▶ **Assignment**: Tally the lines in the entries below where the string "powi" occurs. Reply with the total alone.

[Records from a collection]
____________________

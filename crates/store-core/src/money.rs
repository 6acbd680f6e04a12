//! # Money Types
//!
//! Currency and price types for the store. All arithmetic happens in the
//! smallest currency unit (centavos for BRL) to keep totals exact.

use serde::{Deserialize, Serialize};

/// Supported currencies (ISO 4217)
#[derive(Debug, Clone, Copy, PartialEq, Eq, Hash, Serialize, Deserialize)]
#[serde(rename_all = "lowercase")]
pub enum Currency {
    BRL,
    USD,
    EUR,
}

impl Currency {
    /// Returns the ISO 4217 currency code
    pub fn as_str(&self) -> &'static str {
        match self {
            Currency::BRL => "brl",
            Currency::USD => "usd",
            Currency::EUR => "eur",
        }
    }

    /// Returns the number of decimal places for this currency
    pub fn decimal_places(&self) -> u8 {
        2
    }

    /// Convert a decimal amount to the smallest currency unit (centavos, cents)
    pub fn to_smallest_unit(&self, amount: f64) -> i64 {
        let multiplier = 10_f64.powi(self.decimal_places() as i32);
        (amount * multiplier).round() as i64
    }

    /// Convert from smallest unit back to decimal
    pub fn from_smallest_unit(&self, amount: i64) -> f64 {
        let divisor = 10_f64.powi(self.decimal_places() as i32);
        amount as f64 / divisor
    }
}

impl Default for Currency {
    fn default() -> Self {
        Currency::BRL
    }
}

impl std::fmt::Display for Currency {
    fn fmt(&self, f: &mut std::fmt::Formatter<'_>) -> std::fmt::Result {
        write!(f, "{}", self.as_str().to_uppercase())
    }
}

/// Price with amount in smallest currency unit
#[derive(Debug, Clone, Copy, PartialEq, Eq, Serialize, Deserialize)]
pub struct Price {
    /// Amount in smallest currency unit (centavos for BRL)
    pub amount: i64,
    /// Currency
    pub currency: Currency,
}

impl Price {
    /// Create a new price from a decimal amount
    pub fn new(amount: f64, currency: Currency) -> Self {
        Self {
            amount: currency.to_smallest_unit(amount),
            currency,
        }
    }

    /// Create a price from the smallest unit (centavos)
    pub fn from_cents(amount: i64, currency: Currency) -> Self {
        Self { amount, currency }
    }

    /// A zero price in the given currency
    pub fn zero(currency: Currency) -> Self {
        Self {
            amount: 0,
            currency,
        }
    }

    /// Get the decimal amount
    pub fn as_decimal(&self) -> f64 {
        self.currency.from_smallest_unit(self.amount)
    }

    /// Multiply by a quantity, `None` on overflow
    pub fn checked_mul(&self, quantity: u32) -> Option<Self> {
        Some(Self {
            amount: self.amount.checked_mul(i64::from(quantity))?,
            currency: self.currency,
        })
    }

    /// Format for display. BRL uses the Brazilian comma decimal
    /// separator (e.g., "R$ 12,50").
    pub fn display(&self) -> String {
        match self.currency {
            Currency::BRL => {
                format!("R$ {:.2}", self.as_decimal()).replace('.', ",")
            }
            Currency::USD => format!("${:.2}", self.as_decimal()),
            Currency::EUR => format!("€{:.2}", self.as_decimal()),
        }
    }
}

#[cfg(test)]
mod tests {
    use super::*;

    #[test]
    fn test_currency_conversion() {
        let brl = Currency::BRL;
        assert_eq!(brl.to_smallest_unit(10.99), 1099);
        assert_eq!(brl.from_smallest_unit(1099), 10.99);
    }

    #[test]
    fn test_price_display() {
        let price = Price::new(29.99, Currency::BRL);
        assert_eq!(price.display(), "R$ 29,99");

        let price_usd = Price::new(19.99, Currency::USD);
        assert_eq!(price_usd.display(), "$19.99");
    }

    #[test]
    fn test_checked_mul() {
        let price = Price::from_cents(1099, Currency::BRL);
        assert_eq!(price.checked_mul(3).map(|p| p.amount), Some(3297));
        assert!(Price::from_cents(i64::MAX, Currency::BRL)
            .checked_mul(2)
            .is_none());
    }
}
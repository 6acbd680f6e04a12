//! # In-Memory Product Repository
//!
//! `ProductRepository` implementation backed by a `RwLock<HashMap>`,
//! seeded from the TOML catalog at startup. The repository is an
//! explicit injected capability, so swapping in a database later means
//! implementing one trait.

use async_trait::async_trait;
use chrono::Utc;
use std::collections::HashMap;
use std::sync::RwLock;
use store_core::{Product, ProductCatalog, ProductRepository, StoreError, StoreResult};
use uuid::Uuid;

/// Thread-safe in-memory product store
#[derive(Debug, Default)]
pub struct MemoryProductRepository {
    products: RwLock<HashMap<String, Product>>,
}

impl MemoryProductRepository {
    /// Create an empty repository
    pub fn new() -> Self {
        Self::default()
    }

    /// Create a repository seeded from a catalog
    pub fn with_catalog(catalog: ProductCatalog) -> Self {
        let products = catalog
            .products
            .into_iter()
            .map(|p| (p.id.clone(), p))
            .collect();
        Self {
            products: RwLock::new(products),
        }
    }

    fn read(&self) -> StoreResult<std::sync::RwLockReadGuard<'_, HashMap<String, Product>>> {
        self.products
            .read()
            .map_err(|_| StoreError::Internal("product store lock poisoned".to_string()))
    }

    fn write(&self) -> StoreResult<std::sync::RwLockWriteGuard<'_, HashMap<String, Product>>> {
        self.products
            .write()
            .map_err(|_| StoreError::Internal("product store lock poisoned".to_string()))
    }
}

#[async_trait]
impl ProductRepository for MemoryProductRepository {
    async fn get(&self, id: &str) -> StoreResult<Option<Product>> {
        Ok(self.read()?.get(id).cloned())
    }

    async fn list(&self) -> StoreResult<Vec<Product>> {
        let mut products: Vec<Product> = self.read()?.values().cloned().collect();
        products.sort_by(|a, b| a.id.cmp(&b.id));
        Ok(products)
    }

    async fn create(&self, mut product: Product) -> StoreResult<Product> {
        if product.id.is_empty() {
            product.id = Uuid::new_v4().to_string();
        }

        let now = Utc::now();
        product.created_at = now;
        product.updated_at = now;

        let mut products = self.write()?;
        if products.contains_key(&product.id) {
            return Err(StoreError::InvalidRequest(format!(
                "Product already exists: {}",
                product.id
            )));
        }
        products.insert(product.id.clone(), product.clone());
        Ok(product)
    }

    async fn update(&self, id: &str, mut product: Product) -> StoreResult<Product> {
        let mut products = self.write()?;
        let existing = products
            .get(id)
            .ok_or_else(|| StoreError::ProductNotFound {
                product_id: id.to_string(),
            })?;

        product.id = id.to_string();
        product.created_at = existing.created_at;
        product.updated_at = Utc::now();
        products.insert(id.to_string(), product.clone());
        Ok(product)
    }

    async fn delete(&self, id: &str) -> StoreResult<()> {
        let mut products = self.write()?;
        products
            .remove(id)
            .map(|_| ())
            .ok_or_else(|| StoreError::ProductNotFound {
                product_id: id.to_string(),
            })
    }
}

____________________

▶ **The answer**: 2